Federal IT market: More demand, but less growth
According to a report released Tuesday, a larger discretionary budget for information technology is proof of the federal government's demand for IT products and services. But at the same time, the report said, the overall annual growth rate of the IT budget has shrunk and agencies are feeling more pressure to justify their spending and prove they can manage their investments.
Those were the conclusions of an annual IT market outlook released by Federal Sources Inc. (FSI), a technology market research firm in McLean, Va. The group found that technology spending accounts for 7.2 percent of the fiscal 2004 discretionary budget, which amounts to $819 billion. That's a 0.5 percent rise over last year, and reflects a "shift in our national priorities toward information technology," said James Kane, the firm's president.
Shifts in priorities rather than dramatic increases in funding characterize the budget, Kane said. In particular, the Office of Management and Budget's demand that agencies write business cases to support spending requests has become "institutionalized," he said. Agencies that fail to make their cases may lose their IT funding.
In light of that enforcement, the rapid growth rate of the budget that fueled the IT market in the late 1990s has dissipated. FSI predicts a 4.7 percent compound annual growth rate from 2003 to 2005. In previous years, that rate fluctuated between 8 and 9 percent.
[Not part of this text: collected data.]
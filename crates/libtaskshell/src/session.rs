//! The bidirectional session capability shared by every protocol version.
//!
//! A [`Session`] is one input sink, two output sources, a resize handle and a
//! single-fire completion signal. Protocol variants build one with
//! [`Session::pipe`] and drive the returned [`RemoteEnd`] from their own task;
//! nothing above this module ever sees which variant it is talking to.

use taskshell_protocol::TerminalGeometry;
use tokio::io::{AsyncRead, AsyncWrite, DuplexStream, duplex};
use tokio::sync::{mpsc, oneshot};
use tracing::debug;

use crate::error::SessionError;

/// Bytes buffered per direction between the local side and the driver.
const PIPE_CAPACITY: usize = 64 * 1024;

pub type SessionInput = Box<dyn AsyncWrite + Send + Unpin>;
pub type SessionOutput = Box<dyn AsyncRead + Send + Unpin>;

/// The three data directions of a session.
pub struct SessionStreams {
    /// Shutting this down signals end-of-input to the remote side.
    pub input: SessionInput,
    pub output: SessionOutput,
    pub error_output: SessionOutput,
}

/// Best-effort terminal geometry notifications.
///
/// Cheap to clone. Once the session has ended, calls are silently dropped.
#[derive(Debug, Clone)]
pub struct Resizer {
    tx: mpsc::UnboundedSender<TerminalGeometry>,
}

impl Resizer {
    pub fn resize(&self, geometry: TerminalGeometry) {
        if self.tx.send(geometry).is_err() {
            debug!(%geometry, "resize after session end ignored");
        }
    }
}

/// Resolves once, when the remote session ends.
#[derive(Debug)]
pub struct Completion {
    rx: oneshot::Receiver<Result<(), SessionError>>,
}

impl Completion {
    /// A driver that goes away without reporting counts as a disconnect.
    pub async fn wait(self) -> Result<(), SessionError> {
        self.rx.await.unwrap_or(Err(SessionError::Disconnected))
    }
}

pub struct Session {
    streams: SessionStreams,
    resizer: Resizer,
    completion: Completion,
}

impl Session {
    /// Create a session together with the end a protocol driver operates.
    pub fn pipe() -> (Self, RemoteEnd) {
        let (local_input, remote_input) = duplex(PIPE_CAPACITY);
        let (remote_output, local_output) = duplex(PIPE_CAPACITY);
        let (remote_error, local_error) = duplex(PIPE_CAPACITY);
        let (resize_tx, resize_rx) = mpsc::unbounded_channel();
        let (done_tx, done_rx) = oneshot::channel();

        let session = Self {
            streams: SessionStreams {
                input: Box::new(local_input),
                output: Box::new(local_output),
                error_output: Box::new(local_error),
            },
            resizer: Resizer { tx: resize_tx },
            completion: Completion { rx: done_rx },
        };
        let remote = RemoteEnd {
            input: remote_input,
            output: remote_output,
            error_output: remote_error,
            resize: resize_rx,
            completer: Completer { tx: done_tx },
        };
        (session, remote)
    }

    pub fn resizer(&self) -> Resizer {
        self.resizer.clone()
    }

    pub fn into_parts(self) -> (SessionStreams, Resizer, Completion) {
        (self.streams, self.resizer, self.completion)
    }
}

/// Driver-side half of a [`Session`].
pub struct RemoteEnd {
    /// Reads what the local side writes; EOF once local input is closed.
    pub input: DuplexStream,
    pub output: DuplexStream,
    pub error_output: DuplexStream,
    pub resize: mpsc::UnboundedReceiver<TerminalGeometry>,
    pub completer: Completer,
}

/// Consumed on completion, so a session resolves at most once.
#[derive(Debug)]
pub struct Completer {
    tx: oneshot::Sender<Result<(), SessionError>>,
}

impl Completer {
    pub fn complete(self, outcome: Result<(), SessionError>) {
        if self.tx.send(outcome).is_err() {
            debug!("session completed after its owner went away");
        }
    }

    /// Resolves when nobody is waiting for the outcome anymore.
    pub async fn abandoned(&mut self) {
        self.tx.closed().await
    }
}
The slowdown also can be attributed to a decrease of new IT contracts. New contracts accounted for only about 12 percent of transactions worth $5 million or more in fiscal 2002, the analysis found. Kane also noted that money has been reallocated to support initiatives at the Homeland Security Department, which already has the second highest IT budget of any civilian agency, at more than $3.5 billion. Money has been funneled away from the Justice and Treasury Departments toward Homeland Security as components of those department move into the new organization, he said.
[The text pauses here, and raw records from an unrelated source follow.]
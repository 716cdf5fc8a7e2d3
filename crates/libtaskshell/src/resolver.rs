use std::time::Duration;

use async_trait::async_trait;
use chrono::Utc;
use taskshell_protocol::EndpointDescriptor;
use tracing::{debug, info};

use crate::config::{ConfigError, ShellConfig};
use crate::error::{Ineligible, ShellError, Unresolvable};
use crate::queue::{QueueClient, RedirectOutcome};
use crate::validate::check_eligibility;

/// Turns a task id into the endpoint its shell is served from.
#[async_trait]
pub trait EndpointResolver: Send + Sync {
    async fn resolve(&self, task_id: &str) -> Result<EndpointDescriptor, ShellError>;
}

/// Resolves endpoints through the queue: the task must be interactive and
/// live, and its shell artifact must redirect to a versioned socket url.
pub struct QueueResolver {
    queue: QueueClient,
    artifact: String,
    signed_url_ttl: Duration,
    completed_grace: Duration,
}

impl QueueResolver {
    pub fn new(config: &ShellConfig) -> Result<Self, ConfigError> {
        Ok(Self {
            queue: QueueClient::new(config)?,
            artifact: config.shell_artifact.clone(),
            signed_url_ttl: config.signed_url_ttl,
            completed_grace: config.completed_grace,
        })
    }

    async fn validate(&self, task_id: &str) -> Result<(), ShellError> {
        let task = self
            .queue
            .task(task_id)
            .await
            .map_err(|e| ShellError::not_eligible(task_id, Ineligible::DefinitionUnavailable(e.to_string())))?;
        let status = self
            .queue
            .status(task_id)
            .await
            .map_err(|e| ShellError::not_eligible(task_id, Ineligible::StatusUnavailable(e.to_string())))?;

        check_eligibility(&task, &status, Utc::now(), self.completed_grace)
            .map_err(|reason| ShellError::not_eligible(task_id, reason))
    }
}

#[async_trait]
impl EndpointResolver for QueueResolver {
    async fn resolve(&self, task_id: &str) -> Result<EndpointDescriptor, ShellError> {
        self.validate(task_id).await?;

        let artifact = self
            .queue
            .latest_artifact_url(task_id, &self.artifact, self.signed_url_ttl)
            .map_err(|e| ShellError::unresolvable(task_id, Unresolvable::Signing(e.to_string())))?;
        debug!(artifact = %artifact.path(), "requesting shell artifact");

        let target = match self.queue.redirect_target(&artifact).await {
            Ok(RedirectOutcome::Location(target)) => target,
            Ok(RedirectOutcome::NotRedirected(status)) => {
                return Err(ShellError::unresolvable(task_id, Unresolvable::NoRedirect(status)));
            }
            Ok(RedirectOutcome::MissingLocation) => {
                return Err(ShellError::unresolvable(
                    task_id,
                    Unresolvable::InvalidLocation("missing Location header".into()),
                ));
            }
            Ok(RedirectOutcome::InvalidLocation(reason)) => {
                return Err(ShellError::unresolvable(task_id, Unresolvable::InvalidLocation(reason)));
            }
            Err(e) => return Err(ShellError::unresolvable(task_id, Unresolvable::Request(e.to_string()))),
        };

        let endpoint = EndpointDescriptor::from_redirect(&target)
            .map_err(|e| ShellError::unresolvable(task_id, e))?;
        info!(
            task_id,
            version = %endpoint.protocol_version,
            host = endpoint.socket_address.host_str().unwrap_or_default(),
            "resolved shell endpoint"
        );
        Ok(endpoint)
    }
}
Rather than initiate many new deals, agencies are spending more money through task orders on governmentwide contracts. Those orders have become "the preferred method of government buying," Kane said. In fiscal 2002, task orders comprised about 55 percent of contract transactions over $5 million, FSI concluded.
One governmentwide contract set in place, the General Services Administration's schedules program, saw fiscal 2003 IT spending of $15.5 billion, FSI estimated. Fiscal 2004 will see an 8 percent growth in IT schedule sales, and services will account for two-thirds of transactions, the firm predicted.
INPUT, a competing research firm in Chantilly, Va., also released a study Tuesday that said schedules sales overall, not just for technology, increased 24 percent from 1997 to 2002.
INPUT's analysis "shows a notable trend of increased spending on [schedules] with a corresponding decrease in the use of full and open competitive procurements," an INPUT statement said. Schedule contracts are essentially precompeted: a company wins a schedule and may then sell to the government through task orders. Agencies are supposed to solicit offers from multiple companies when making a buy, but federal investigations have shown that some agencies just buy from one preferred company.
The FSI report also showed that the constricting market is dramatically impacting companies. The last 12 months saw more than 70 mergers and acquisitions among federal technology providers, the analysis found. Those transactions were all valued at $50 million or more, and most of the acquired firms were privately held, it said.
Companies that hoped to cash in on security spending have learned that bigger firms and those with more experience selling to the government win most contracts. Kane said that smaller firms or those that haven't distinguished themselves from the pack face two choices: "Get acquired or die."
So many companies are pitching themselves as one-stop providers for all the government's technology needs that traditional business sectors have become meaningless, Kane argued. Whereas in years past, companies characterized themselves as systems integrators or services firms, for example, now the ways in which those firms are all that different from each other have blurred, he said.